Saturday, December 09, 2006
[OBRL-News-Bulletin] Why Palestinian Gaza is Impoverished: Whatever happened to Arafat's billions?
PS. And in case you think people have wised-up to the Palestinian leaderships game of fraud and connivance, here's another item on how the UN is planning to throw good money after bad -- another half-billion for .... HAMAS!!
http://news.
November 11 marks two years since the death of PLO chief Yasir Arafat-but don't count on most Palestinians to mourn his memory.
"Our economy has been deteriorating ever since Arafat came on the scene in '94," says Ramallah-based Bir Zeit University professor Mudar Kassis. "People had been waiting for something to happen that would improve the daily life of the Palestinians. Instead, the suffering has mounted, and the highest GNP per capita in our history still dates back to 1991."

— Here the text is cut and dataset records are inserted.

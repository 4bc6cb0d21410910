use chrono::{DateTime, Utc};
use serde::Deserialize;
use serde_json::json;
use snap_blob::{BlobId, BlobPayload};
use snap_docs::{Cursor, DocumentId, Filter, OrderKey, Ordering};

use super::object;
use crate::config::Settings;
use crate::errors::{OrchestratorError, OrchestratorResult};
use crate::media::MediaReference;
use crate::orchestrator::Orchestrator;
use crate::resource::{LikeSet, Outcome, Page, PageRequest, Resource, ResourceKind, LIKES_FIELD};

pub const CREATOR_FIELD: &str = "creator";
pub const CAPTION_FIELD: &str = "caption";

#[derive(Debug, Clone, PartialEq)]
pub struct Post {
    pub id: DocumentId,
    pub creator: String,
    pub caption: String,
    pub location: Option<String>,
    pub tags: Vec<String>,
    pub media: Option<MediaReference>,
    pub likes: LikeSet,
    pub created_at: DateTime<Utc>,
    pub updated_at: DateTime<Utc>,
}

#[derive(Deserialize)]
struct PostFields {
    creator: String,
    #[serde(default)]
    caption: String,
    #[serde(default)]
    location: Option<String>,
    #[serde(default)]
    tags: Vec<String>,
}

impl TryFrom<Resource> for Post {
    type Error = OrchestratorError;

    fn try_from(resource: Resource) -> OrchestratorResult<Self> {
        let fields: PostFields = resource.decode()?;
        Ok(Self {
            likes: resource.likes(),
            id: resource.id,
            creator: fields.creator,
            caption: fields.caption,
            location: fields.location,
            tags: fields.tags,
            media: resource.media,
            created_at: resource.created_at,
            updated_at: resource.updated_at,
        })
    }
}

/// A post to publish; the image is required
#[derive(Debug)]
pub struct NewPost {
    pub creator: String,
    pub caption: String,
    pub location: Option<String>,
    /// Free text, comma separated
    pub tags: String,
    pub file: BlobPayload,
}

/// Edits to an existing post. `file` replaces the image when present.
#[derive(Debug)]
pub struct PostUpdate {
    pub post_id: DocumentId,
    pub caption: String,
    pub location: Option<String>,
    pub tags: String,
    pub file: Option<BlobPayload>,
    pub previous_media: Option<MediaReference>,
}

#[derive(Clone)]
pub struct PostService {
    orchestrator: Orchestrator,
    kind: ResourceKind,
    feed_page_size: usize,
    recent_limit: usize,
}

impl PostService {
    pub fn new(orchestrator: Orchestrator, settings: &Settings) -> Self {
        Self {
            orchestrator,
            kind: ResourceKind::new(settings.posts_collection.clone(), CREATOR_FIELD).with_tags(),
            feed_page_size: settings.feed_page_size,
            recent_limit: settings.recent_limit,
        }
    }

    pub fn kind(&self) -> &ResourceKind {
        &self.kind
    }

    pub async fn create_post(&self, post: NewPost) -> OrchestratorResult<Post> {
        let fields = object(json!({
            "caption": post.caption,
            "location": post.location,
            "tags": post.tags,
        }));
        self.orchestrator
            .create_resource(&self.kind, &post.creator, fields, post.file)
            .await?
            .try_into()
    }

    pub async fn update_post(&self, update: PostUpdate) -> OrchestratorResult<Outcome<Post>> {
        let fields = object(json!({
            "caption": update.caption,
            "location": update.location,
            "tags": update.tags,
        }));
        let outcome = self
            .orchestrator
            .update_resource(
                &self.kind,
                &update.post_id,
                fields,
                update.file,
                update.previous_media.as_ref(),
            )
            .await?;
        Ok(Outcome {
            value: outcome.value.try_into()?,
            warnings: outcome.warnings,
        })
    }

    /// Delete a post and its image; both ids are required
    pub async fn delete_post(
        &self,
        post_id: &DocumentId,
        image_id: &BlobId,
    ) -> OrchestratorResult<Outcome<()>> {
        if image_id.is_empty() {
            return Err(OrchestratorError::validation("missing image id"));
        }
        self.orchestrator
            .delete_resource(&self.kind, post_id, Some(image_id))
            .await
    }

    pub async fn get_post(&self, post_id: &DocumentId) -> OrchestratorResult<Post> {
        self.orchestrator
            .get_resource(&self.kind, post_id)
            .await?
            .try_into()
    }

    /// Posts whose caption contains `term`, ignoring case
    pub async fn search_posts(&self, term: &str) -> OrchestratorResult<Vec<Post>> {
        if term.trim().is_empty() {
            return Err(OrchestratorError::validation("missing search term"));
        }
        let resources = self
            .orchestrator
            .list_resources(
                &self.kind,
                vec![Filter::search(CAPTION_FIELD, term.trim())],
                Ordering::default(),
                None,
            )
            .await?;
        collect_posts(resources)
    }

    /// Infinite feed: most recently modified first
    pub async fn feed_page(&self, cursor: Option<Cursor>) -> OrchestratorResult<Page<Post>> {
        let page = self
            .orchestrator
            .list_resources_page(&self.kind, PageRequest::first(self.feed_page_size).after(cursor))
            .await?;
        Ok(Page {
            items: collect_posts(page.items)?,
            next_cursor: page.next_cursor,
        })
    }

    /// Every post by `user_id`, newest first
    pub async fn user_posts(&self, user_id: &str) -> OrchestratorResult<Vec<Post>> {
        if user_id.trim().is_empty() {
            return Err(OrchestratorError::validation("missing user id"));
        }
        let resources = self
            .orchestrator
            .list_resources(
                &self.kind,
                vec![Filter::equal(CREATOR_FIELD, user_id)],
                Ordering::desc(OrderKey::CreatedAt),
                None,
            )
            .await?;
        collect_posts(resources)
    }

    /// The newest posts, bounded by the configured limit
    pub async fn recent_posts(&self) -> OrchestratorResult<Vec<Post>> {
        let resources = self
            .orchestrator
            .list_resources(
                &self.kind,
                Vec::new(),
                Ordering::desc(OrderKey::CreatedAt),
                Some(self.recent_limit),
            )
            .await?;
        collect_posts(resources)
    }

    /// Posts whose like set contains `user_id`
    pub async fn liked_by(&self, user_id: &str) -> OrchestratorResult<Vec<Post>> {
        if user_id.trim().is_empty() {
            return Err(OrchestratorError::validation("missing user id"));
        }
        let resources = self
            .orchestrator
            .list_resources(
                &self.kind,
                vec![Filter::equal(LIKES_FIELD, user_id)],
                Ordering::default(),
                None,
            )
            .await?;
        collect_posts(resources)
    }

    pub async fn toggle_like(
        &self,
        post_id: &DocumentId,
        liker_id: &str,
        current: &LikeSet,
    ) -> OrchestratorResult<Post> {
        self.orchestrator
            .toggle_like_membership(&self.kind, post_id, liker_id, current)
            .await?
            .try_into()
    }

    pub async fn set_likes(&self, post_id: &DocumentId, likes: &LikeSet) -> OrchestratorResult<Post> {
        self.orchestrator
            .set_likes(&self.kind, post_id, likes)
            .await?
            .try_into()
    }
}

fn collect_posts(resources: Vec<Resource>) -> OrchestratorResult<Vec<Post>> {
    resources.into_iter().map(Post::try_from).collect()
}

"There was never a complete public reckoning of corruption during the Arafat years," says Kassis, who teaches philosophy at Bir Zeit and heads the university's institute of law. "Now the Palestinians have lost so many assets ... that compared to the loss of life and land, it seems negligible." Kassis nonetheless calls for heeding the lessons of Palestine's first autonomous decade, lest history repeat itself. Which it already has: The flagrant corruption that marked the U.S.-led nation-building project in Iraq was underscored last year when a U.S.-appointed Iraqi defense minister and his procurement chief allegedly stole hundreds of millions in public funds.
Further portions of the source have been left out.